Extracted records

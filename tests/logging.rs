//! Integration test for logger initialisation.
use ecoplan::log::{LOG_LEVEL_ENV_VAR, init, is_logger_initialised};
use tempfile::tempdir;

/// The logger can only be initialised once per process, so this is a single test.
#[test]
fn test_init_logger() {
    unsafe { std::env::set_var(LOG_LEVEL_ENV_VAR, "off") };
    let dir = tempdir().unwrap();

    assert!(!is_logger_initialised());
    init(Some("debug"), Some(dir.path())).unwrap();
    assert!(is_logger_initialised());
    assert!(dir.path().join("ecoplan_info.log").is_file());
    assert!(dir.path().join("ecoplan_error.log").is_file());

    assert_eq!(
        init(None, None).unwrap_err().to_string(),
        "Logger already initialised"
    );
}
...
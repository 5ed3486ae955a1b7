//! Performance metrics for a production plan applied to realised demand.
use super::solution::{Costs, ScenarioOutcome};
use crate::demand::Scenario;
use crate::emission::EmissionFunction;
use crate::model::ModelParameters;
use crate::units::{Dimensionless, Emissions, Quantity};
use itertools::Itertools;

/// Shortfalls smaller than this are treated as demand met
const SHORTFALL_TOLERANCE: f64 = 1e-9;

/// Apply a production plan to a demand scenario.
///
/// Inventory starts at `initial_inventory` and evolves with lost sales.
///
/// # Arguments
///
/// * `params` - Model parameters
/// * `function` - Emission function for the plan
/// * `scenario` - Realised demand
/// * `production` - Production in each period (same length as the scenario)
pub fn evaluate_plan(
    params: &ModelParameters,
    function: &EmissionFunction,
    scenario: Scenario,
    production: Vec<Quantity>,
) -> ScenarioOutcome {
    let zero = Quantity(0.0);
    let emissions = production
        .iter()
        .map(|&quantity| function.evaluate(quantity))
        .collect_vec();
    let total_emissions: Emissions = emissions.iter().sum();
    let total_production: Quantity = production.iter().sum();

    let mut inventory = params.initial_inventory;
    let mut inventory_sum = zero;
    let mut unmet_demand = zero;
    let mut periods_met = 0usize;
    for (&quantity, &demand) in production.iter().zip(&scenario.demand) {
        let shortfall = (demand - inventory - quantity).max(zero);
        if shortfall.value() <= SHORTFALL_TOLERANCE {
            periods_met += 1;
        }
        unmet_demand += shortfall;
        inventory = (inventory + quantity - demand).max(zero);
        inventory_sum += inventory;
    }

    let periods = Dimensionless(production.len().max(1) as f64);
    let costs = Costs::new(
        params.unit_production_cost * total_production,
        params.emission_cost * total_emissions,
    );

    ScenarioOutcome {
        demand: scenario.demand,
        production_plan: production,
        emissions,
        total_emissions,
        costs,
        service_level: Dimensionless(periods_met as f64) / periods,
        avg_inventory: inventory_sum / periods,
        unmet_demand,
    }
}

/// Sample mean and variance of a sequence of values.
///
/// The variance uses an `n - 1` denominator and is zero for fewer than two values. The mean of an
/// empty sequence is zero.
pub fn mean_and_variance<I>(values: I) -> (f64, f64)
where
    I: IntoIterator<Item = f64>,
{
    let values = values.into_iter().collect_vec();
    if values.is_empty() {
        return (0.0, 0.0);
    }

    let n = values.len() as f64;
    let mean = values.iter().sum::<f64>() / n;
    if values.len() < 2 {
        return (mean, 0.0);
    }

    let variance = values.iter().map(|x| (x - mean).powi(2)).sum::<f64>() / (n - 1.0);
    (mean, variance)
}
* * *
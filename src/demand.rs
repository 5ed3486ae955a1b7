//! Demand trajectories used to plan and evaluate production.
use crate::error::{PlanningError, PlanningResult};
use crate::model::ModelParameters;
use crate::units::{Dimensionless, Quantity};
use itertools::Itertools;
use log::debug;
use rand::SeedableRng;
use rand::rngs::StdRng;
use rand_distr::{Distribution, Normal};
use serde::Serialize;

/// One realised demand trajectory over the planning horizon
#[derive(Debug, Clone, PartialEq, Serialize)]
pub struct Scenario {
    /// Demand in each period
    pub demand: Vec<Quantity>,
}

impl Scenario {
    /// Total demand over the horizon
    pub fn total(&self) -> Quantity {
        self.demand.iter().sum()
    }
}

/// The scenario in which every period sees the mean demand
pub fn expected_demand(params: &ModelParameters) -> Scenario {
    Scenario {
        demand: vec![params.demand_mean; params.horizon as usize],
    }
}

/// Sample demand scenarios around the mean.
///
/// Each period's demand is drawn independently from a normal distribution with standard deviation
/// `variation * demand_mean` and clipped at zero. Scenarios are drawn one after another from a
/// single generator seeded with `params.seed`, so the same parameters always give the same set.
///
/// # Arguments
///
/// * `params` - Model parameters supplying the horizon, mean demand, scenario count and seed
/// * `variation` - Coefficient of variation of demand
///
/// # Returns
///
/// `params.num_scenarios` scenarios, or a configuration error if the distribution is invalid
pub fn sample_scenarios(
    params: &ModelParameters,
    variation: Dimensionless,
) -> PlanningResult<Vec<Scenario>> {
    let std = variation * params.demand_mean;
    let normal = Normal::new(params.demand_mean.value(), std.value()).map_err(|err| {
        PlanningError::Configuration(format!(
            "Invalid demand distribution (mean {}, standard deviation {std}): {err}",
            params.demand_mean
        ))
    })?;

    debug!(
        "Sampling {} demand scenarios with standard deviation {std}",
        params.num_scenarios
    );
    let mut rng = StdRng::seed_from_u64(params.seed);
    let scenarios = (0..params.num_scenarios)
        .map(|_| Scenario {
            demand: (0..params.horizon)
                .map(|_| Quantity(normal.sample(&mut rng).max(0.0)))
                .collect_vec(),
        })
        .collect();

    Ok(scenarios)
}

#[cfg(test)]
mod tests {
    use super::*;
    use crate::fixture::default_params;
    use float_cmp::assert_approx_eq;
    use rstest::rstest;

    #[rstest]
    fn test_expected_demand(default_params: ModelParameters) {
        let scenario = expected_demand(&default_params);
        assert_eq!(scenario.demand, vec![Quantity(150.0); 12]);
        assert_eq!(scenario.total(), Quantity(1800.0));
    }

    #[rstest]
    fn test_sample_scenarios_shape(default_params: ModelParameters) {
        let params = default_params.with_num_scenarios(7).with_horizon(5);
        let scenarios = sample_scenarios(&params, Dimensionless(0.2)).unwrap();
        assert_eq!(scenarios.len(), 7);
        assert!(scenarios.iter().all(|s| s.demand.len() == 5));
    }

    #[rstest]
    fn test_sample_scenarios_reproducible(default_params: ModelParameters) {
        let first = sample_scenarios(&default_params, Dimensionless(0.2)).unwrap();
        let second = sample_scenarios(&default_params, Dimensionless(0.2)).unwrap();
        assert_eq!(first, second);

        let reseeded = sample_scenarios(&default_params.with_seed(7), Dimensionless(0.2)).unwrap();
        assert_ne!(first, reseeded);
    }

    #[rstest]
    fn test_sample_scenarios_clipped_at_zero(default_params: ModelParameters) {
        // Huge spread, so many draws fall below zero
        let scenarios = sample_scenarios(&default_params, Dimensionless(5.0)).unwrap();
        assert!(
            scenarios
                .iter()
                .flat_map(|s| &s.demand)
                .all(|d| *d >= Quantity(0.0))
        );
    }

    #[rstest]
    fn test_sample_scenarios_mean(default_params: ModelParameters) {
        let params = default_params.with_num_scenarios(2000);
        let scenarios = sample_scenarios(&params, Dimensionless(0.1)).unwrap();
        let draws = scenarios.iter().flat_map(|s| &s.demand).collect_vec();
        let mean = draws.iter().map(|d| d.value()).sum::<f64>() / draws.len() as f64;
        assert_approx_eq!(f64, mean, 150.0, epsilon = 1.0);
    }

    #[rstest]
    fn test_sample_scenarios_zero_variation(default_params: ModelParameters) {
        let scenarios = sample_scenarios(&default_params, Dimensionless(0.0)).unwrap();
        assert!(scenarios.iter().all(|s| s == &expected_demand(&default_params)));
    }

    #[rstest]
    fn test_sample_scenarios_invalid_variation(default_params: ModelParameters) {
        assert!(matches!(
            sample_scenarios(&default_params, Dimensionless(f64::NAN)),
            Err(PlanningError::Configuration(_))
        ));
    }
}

- What to do
Filter by the word "draws": copy every line of the data that holds it.

- Problem solution
        // Huge spread, so many draws fall below zero
        let draws = scenarios.iter().flat_map(|s| &s.demand).collect_vec();
        let mean = draws.iter().map(|d| d.value()).sum::<f64>() / draws.len() as f64;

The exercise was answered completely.